Ce truc, c’est Si1vio Gesell. C’est pourquoi je vais m’y arrêter un instant. Peut-être certains parmi vous ont-ils découvert le nom de Silvio Gesell en lisant le numéro 5 du Cep d’octobre 1998. Silvio Gesell, marié à une française, était parti en Argentine (il est mort en 1930). Il avait un élève du nom de Radecke.
C’est Radecke qui sera signalé à Hitler par le docteur Schacht (Ministre de l’économie et des finances du IIIe Reich). C’est donc Radecke qui va mettre en œuvre la doctrine de Silvio Gesell.
Mais en quoi consiste-t-elle ? L’Ordre économique naturel est un livre grand format de 406 pages que je n’ai pas l’intention de vous résumer. Si je prends l’Encyclopédie Larousse, je lis :
« Silvio Gesell (1862-1930). Ministre des finances en Bavière (1919) puis en Argentine. Est l’auteur d’une théorie où la monnaie serait représentée par des billets sur lesquels il faudrait apposer, à intervalles rapprochés, une estampille pour éviter la thésaurisation. »
Cette définition est non seulement succincte et caricaturale, mais fausse. L’Allemagne est devenue en 1939 le pays le plus puissant du monde sans qu’il n’y ait jamais eu d’estampille sur ses billets !
En fait, la théorie de Silvio Gesell est plus vaste. Il y a au départ cette affirmation :
« Une monnaie doit être nationale ou ne pas être » (ce qui nous paraît évident, car la monnaie d’un pays devrait être fonction de la production nationale…). Mais, de plus, il y a ceci à la base de l’économie franche : « ne pas acheter à l’étranger ce que l’on peut produire soi-même. » C’est-à-dire, pour le pays, vivre dans une autarcie maximale. Enfin, la véritable raison de cette doctrine n’est pas d’éviter la thésaurisation, mais la spéculation. En fait, il s’agissait pour l’Allemagne de sortir du Système monétaire, bancaire et économique mondial.
Il est évident que « l’ordre économique naturel », de Silvio Gesell, ordre que l’on nomme aussi parfois « l’économie franche » aurait été la mort du Système bancaire international.

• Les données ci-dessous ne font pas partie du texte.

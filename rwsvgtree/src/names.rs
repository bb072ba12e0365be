macro_rules! names {
    ($(#[$meta:meta])* $name:ident { $($variant:ident => $text:expr,)+ }) => {
        $(#[$meta])*
        #[derive(Clone, Copy, PartialEq, Eq, Hash, Debug)]
        #[allow(missing_docs)]
        pub enum $name {
            $($variant,)+
        }

        impl $name {
            /// Parses a name from a string.
            pub fn from_str(text: &str) -> Option<Self> {
                match text {
                    $($text => Some($name::$variant),)+
                    _ => None,
                }
            }

            /// Returns the name as a string.
            pub fn to_str(&self) -> &'static str {
                match *self {
                    $($name::$variant => $text,)+
                }
            }
        }

        impl std::fmt::Display for $name {
            fn fmt(&self, f: &mut std::fmt::Formatter) -> std::fmt::Result {
                write!(f, "{}", self.to_str())
            }
        }
    };
}

names!(
    /// A list of known SVG elements.
    EId {
        A => "a",
        Circle => "circle",
        ClipPath => "clipPath",
        Defs => "defs",
        Desc => "desc",
        Ellipse => "ellipse",
        G => "g",
        Image => "image",
        Line => "line",
        LinearGradient => "linearGradient",
        Marker => "marker",
        Mask => "mask",
        Metadata => "metadata",
        Path => "path",
        Pattern => "pattern",
        Polygon => "polygon",
        Polyline => "polyline",
        RadialGradient => "radialGradient",
        Rect => "rect",
        Script => "script",
        Stop => "stop",
        Style => "style",
        Svg => "svg",
        Switch => "switch",
        Symbol => "symbol",
        Text => "text",
        TextPath => "textPath",
        Title => "title",
        Tspan => "tspan",
        Use => "use",
    }
);

names!(
    /// A list of SVG attributes that can be accessed without a namespace.
    AId {
        Cx => "cx",
        Cy => "cy",
        D => "d",
        Height => "height",
        Id => "id",
        Points => "points",
        R => "r",
        Rx => "rx",
        Ry => "ry",
        Style => "style",
        Transform => "transform",
        Width => "width",
        X => "x",
        X1 => "x1",
        X2 => "x2",
        Y => "y",
        Y1 => "y1",
        Y2 => "y2",
    }
);

impl EId {
    /// Checks that element's text children must be preserved as is.
    pub fn is_text_content(&self) -> bool {
        matches!(
            self,
            EId::Text | EId::Tspan | EId::TextPath | EId::Title | EId::Desc | EId::Style | EId::Script
        )
    }
}
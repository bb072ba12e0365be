/// List of all errors.
#[derive(Debug)]
pub enum Error {
    /// Only UTF-8 content are supported.
    NotAnUtf8Str,

    /// Compressed SVG must use the GZip algorithm.
    MalformedGZip,

    /// We do not allow SVG with more than 1_000_000 elements for security reasons.
    ElementsLimitReached,

    /// The root element is not `svg`.
    NoRootSvg,

    /// Failed to parse an XML data.
    ParsingFailed(roxmltree::Error),
}

impl From<roxmltree::Error> for Error {
    fn from(e: roxmltree::Error) -> Self {
        Error::ParsingFailed(e)
    }
}

impl std::fmt::Display for Error {
    fn fmt(&self, f: &mut std::fmt::Formatter) -> std::fmt::Result {
        match *self {
            Error::NotAnUtf8Str => {
                write!(f, "provided data has not an UTF-8 encoding")
            }
            Error::MalformedGZip => {
                write!(f, "provided data has a malformed GZip content")
            }
            Error::ElementsLimitReached => {
                write!(f, "the maximum number of SVG elements has been reached")
            }
            Error::NoRootSvg => {
                write!(f, "the root element is not an 'svg' element")
            }
            Error::ParsingFailed(ref e) => {
                write!(f, "SVG data parsing failed cause {}", e)
            }
        }
    }
}

impl std::error::Error for Error {}
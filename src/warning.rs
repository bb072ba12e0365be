// This Source Code Form is subject to the terms of the Mozilla Public
// License, v. 2.0. If a copy of the MPL was not distributed with this
// file, You can obtain one at http://mozilla.org/MPL/2.0/.

use std::fmt;

use crate::path::write_num;

/// A warning kind.
#[derive(Clone, Copy, PartialEq, Eq, Debug)]
pub enum WarningKind {
    /// A circle or an ellipse was converted using a best-effort approximation.
    ApproximateShape,
    /// Only the anchor point of a text element was transformed.
    TextTransform,
    /// A shape cannot hold a transform without being converted to a path.
    UnsupportedShape,
}

/// A non-fatal problem found during fusion.
#[derive(Clone, PartialEq, Debug)]
pub struct Warning {
    /// The warning kind.
    pub kind: WarningKind,
    /// Element's tag name.
    pub tag: String,
    /// Element's `id` attribute. Can be empty.
    pub id: String,
    /// Best-effort radii written to an approximated circle or ellipse.
    pub radii: Option<(f64, f64)>,
}

impl Warning {
    pub(crate) fn new(kind: WarningKind, tag: &str, id: &str) -> Self {
        Warning {
            kind,
            tag: tag.to_string(),
            id: id.to_string(),
            radii: None,
        }
    }

    pub(crate) fn with_radii(mut self, rx: f64, ry: f64) -> Self {
        self.radii = Some((rx, ry));
        self
    }
}

impl fmt::Display for Warning {
    fn fmt(&self, f: &mut fmt::Formatter) -> fmt::Result {
        let name = if self.id.is_empty() {
            self.tag.clone()
        } else {
            format!("{} ({})", self.tag, self.id)
        };

        match self.kind {
            WarningKind::ApproximateShape => {
                write!(
                    f,
                    "Shape {} is approximate only, try converting it to a path first",
                    name
                )?;

                if let Some((rx, ry)) = self.radii {
                    let mut buf = String::new();
                    buf.push_str(" (best-effort radii: rx=");
                    write_num(rx, &mut buf, 3);
                    buf.push_str(", ry=");
                    write_num(ry, &mut buf, 3);
                    buf.push(')');
                    f.write_str(&buf)?;
                }

                Ok(())
            }
            WarningKind::TextTransform => write!(
                f,
                "Only scale and translate transforms will be applied to shape {}",
                name
            ),
            WarningKind::UnsupportedShape => write!(
                f,
                "Shape {} not yet supported, try converting it to a path first",
                name
            ),
        }
    }
}

/// A warnings receiver.
pub trait WarningSink {
    /// Receives a warning.
    fn warn(&mut self, warning: Warning);
}

impl WarningSink for Vec<Warning> {
    fn warn(&mut self, warning: Warning) {
        self.push(warning);
    }
}

/// A sink that forwards warnings to the `log` crate.
#[derive(Clone, Copy, Default, Debug)]
pub struct LogSink;

impl WarningSink for LogSink {
    fn warn(&mut self, warning: Warning) {
        log::warn!("{}", warning);
    }
}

C’est cette menace, autant et peut-être plus que toutes les autres, qui a entraîné la déclaration de guerre à l’Allemagne par l’Angleterre, puis par la France, en 19394.

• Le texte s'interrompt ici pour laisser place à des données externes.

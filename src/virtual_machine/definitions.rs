//! Parsers for external opcode definition files.
//!
//! Two inputs are supported:
//! - the opcode catalogue, an INI-style file with one `XXXX=N,notes` record
//!   per opcode (`N = -1` declares variable arguments)
//! - an optional C header of symbolic names, with entries like
//!   `/* 0001 */ { ..., "WAIT" }`

use crate::virtual_machine::errors::VMError;
use crate::virtual_machine::isa::OpcodeId;
use crate::virtual_machine::registry::OpcodeRegistry;
use std::collections::HashMap;
use std::fs;
use std::path::Path;

/// One catalogue line.
#[derive(Clone, Debug, PartialEq, Eq)]
pub struct OpcodeRecord {
    pub opcode: OpcodeId,
    /// Declared argument count, `-1` for variable arguments.
    pub argument_count: i32,
    pub notes: String,
}

/// Parses the opcode catalogue.
///
/// Section headers, comments, blank lines and keys that are not four hex
/// digits are skipped. A record with a malformed count fails with the line
/// number.
pub fn parse_catalogue(text: &str) -> Result<Vec<OpcodeRecord>, VMError> {
    let mut records = Vec::new();
    for (index, line) in text.lines().enumerate() {
        let line = line.trim();
        let Some((key, rest)) = line.split_once('=') else {
            continue;
        };
        if key.len() != 4 || !key.bytes().all(|b| b.is_ascii_hexdigit()) {
            continue;
        }
        let invalid = |reason: String| VMError::InvalidDefinition {
            line: index + 1,
            reason,
        };
        let opcode: OpcodeId = key.parse().map_err(invalid)?;
        let (count, notes) = rest.split_once(',').unwrap_or((rest, ""));
        let argument_count: i32 = count
            .trim()
            .parse()
            .map_err(|_| invalid(format!("invalid argument count '{}'", count.trim())))?;
        if argument_count < -1 {
            return Err(invalid(format!(
                "invalid argument count '{}'",
                argument_count
            )));
        }
        records.push(OpcodeRecord {
            opcode,
            argument_count,
            notes: notes.trim().to_string(),
        });
    }
    Ok(records)
}

/// Parses symbolic opcode names from a C header.
pub fn parse_symbols(text: &str) -> HashMap<OpcodeId, String> {
    text.lines().filter_map(parse_symbol_line).collect()
}

fn parse_symbol_line(line: &str) -> Option<(OpcodeId, String)> {
    let start = line.find("/* ")?;
    let rest = &line[start + 3..];
    let hex = rest.split_whitespace().next()?;
    if !hex.bytes().all(|b| b.is_ascii_hexdigit()) {
        return None;
    }
    let opcode = u16::from_str_radix(hex, 16).ok()?;
    let after = &rest[hex.len()..];
    let open = after.find('"')?;
    let quoted = &after[open + 1..];
    let name = &quoted[..quoted.find('"')?];
    if name.is_empty() || !name.bytes().all(|b| b.is_ascii_alphanumeric() || b == b'_') {
        return None;
    }
    Some((OpcodeId(opcode), name.to_string()))
}

/// Loads the catalogue (and optional symbol header) and binds the built-in
/// opcodes on top of it.
pub fn load_registry(catalogue: &Path, symbols: Option<&Path>) -> Result<OpcodeRegistry, VMError> {
    let read = |path: &Path| {
        fs::read_to_string(path).map_err(|e| VMError::Io(format!("{}: {}", path.display(), e)))
    };
    let mut builder = OpcodeRegistry::builder();
    if let Some(path) = symbols {
        builder.symbols(parse_symbols(&read(path)?));
    }
    builder.catalogue(parse_catalogue(&read(catalogue)?)?)?;
    builder.with_builtins()?;
    builder.build()
}

#[cfg(test)]
mod tests {
    use super::*;

    const CATALOGUE: &str = "\
[DATA]
DATE=2004-11-01

[OPCODES]
; comment
0000=0,NOP
0001=1,wait %1d% ms
004f=-1,create_thread %1p%
00A5=5,%5d% = create_car %1o% at %2d% %3d% %4d%
";

    #[test]
    fn parses_records_and_skips_noise() {
        let records = parse_catalogue(CATALOGUE).unwrap();
        assert_eq!(records.len(), 4);
        assert_eq!(
            records[1],
            OpcodeRecord {
                opcode: OpcodeId(0x0001),
                argument_count: 1,
                notes: "wait %1d% ms".into(),
            }
        );
        assert_eq!(records[2].opcode, OpcodeId(0x004F));
        assert_eq!(records[2].argument_count, -1);
        assert_eq!(records[3].opcode, OpcodeId(0x00A5));
    }

    #[test]
    fn malformed_count_reports_line() {
        let err = parse_catalogue("0000=0,NOP\n0001=x,wait\n").unwrap_err();
        assert!(matches!(err, VMError::InvalidDefinition { line: 2, .. }));
        let err = parse_catalogue("0001=-4,bad\n").unwrap_err();
        assert!(matches!(err, VMError::InvalidDefinition { line: 1, .. }));
    }

    #[test]
    fn parses_symbol_header() {
        let header = r#"
/* 0001 */ { 1, "WAIT" },
/* 004E */ { 0, "TERMINATE_THIS_SCRIPT" },
/* nope */ { 0, "IGNORED" },
/* 0002 */ { 1, "" },
"#;
        let symbols = parse_symbols(header);
        assert_eq!(symbols.len(), 2);
        assert_eq!(symbols[&OpcodeId(0x0001)], "WAIT");
        assert_eq!(symbols[&OpcodeId(0x004E)], "TERMINATE_THIS_SCRIPT");
    }

    #[test]
    fn duplicate_records_fail_registry_build() {
        let records = parse_catalogue("0001=1,a\n0001=1,b\n").unwrap();
        let mut builder = OpcodeRegistry::builder();
        assert!(matches!(
            builder.catalogue(records),
            Err(VMError::DuplicateOpcode { .. })
        ));
    }

    #[test]
    fn loads_registry_from_files() {
        let dir = tempfile::tempdir().expect("failed to create temp dir");
        let catalogue = dir.path().join("VICESCM.ini");
        let symbols = dir.path().join("opcodes.h");
        fs::write(&catalogue, CATALOGUE).unwrap();
        fs::write(&symbols, "/* 00A5 */ { 5, \"CREATE_CAR\" },\n").unwrap();

        let registry = load_registry(&catalogue, Some(&symbols)).unwrap();
        assert_eq!(
            registry.definition(OpcodeId(0x00A5)).unwrap().symbol,
            "create_car"
        );
        assert!(!registry.is_bound(OpcodeId(0x00A5)));
        assert!(registry.is_bound(OpcodeId(0x0001)));
        assert_eq!(registry.definition(OpcodeId(0x0000)).unwrap().symbol, "opcode_0000");
    }

    #[test]
    fn missing_catalogue_is_an_io_error() {
        let dir = tempfile::tempdir().expect("failed to create temp dir");
        let err = load_registry(&dir.path().join("missing.ini"), None)
            .err()
            .unwrap();
        assert!(matches!(err, VMError::Io(_)));
    }
}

Jusqu’en 1933, c’est la Kultur qui avait été privilégiée. Avec Hitler, c’est l’agrandissement du Lebensraum qui devient prioritaire ; rappelez-vous la phrase : « Quand j’entends le mot kultur, je sors mon révolver… »5.
Nous sommes là dans la deuxième période, la période hitlérienne de 1933 à 1945, période bien connue de tous car on en connaît les suites et la fin.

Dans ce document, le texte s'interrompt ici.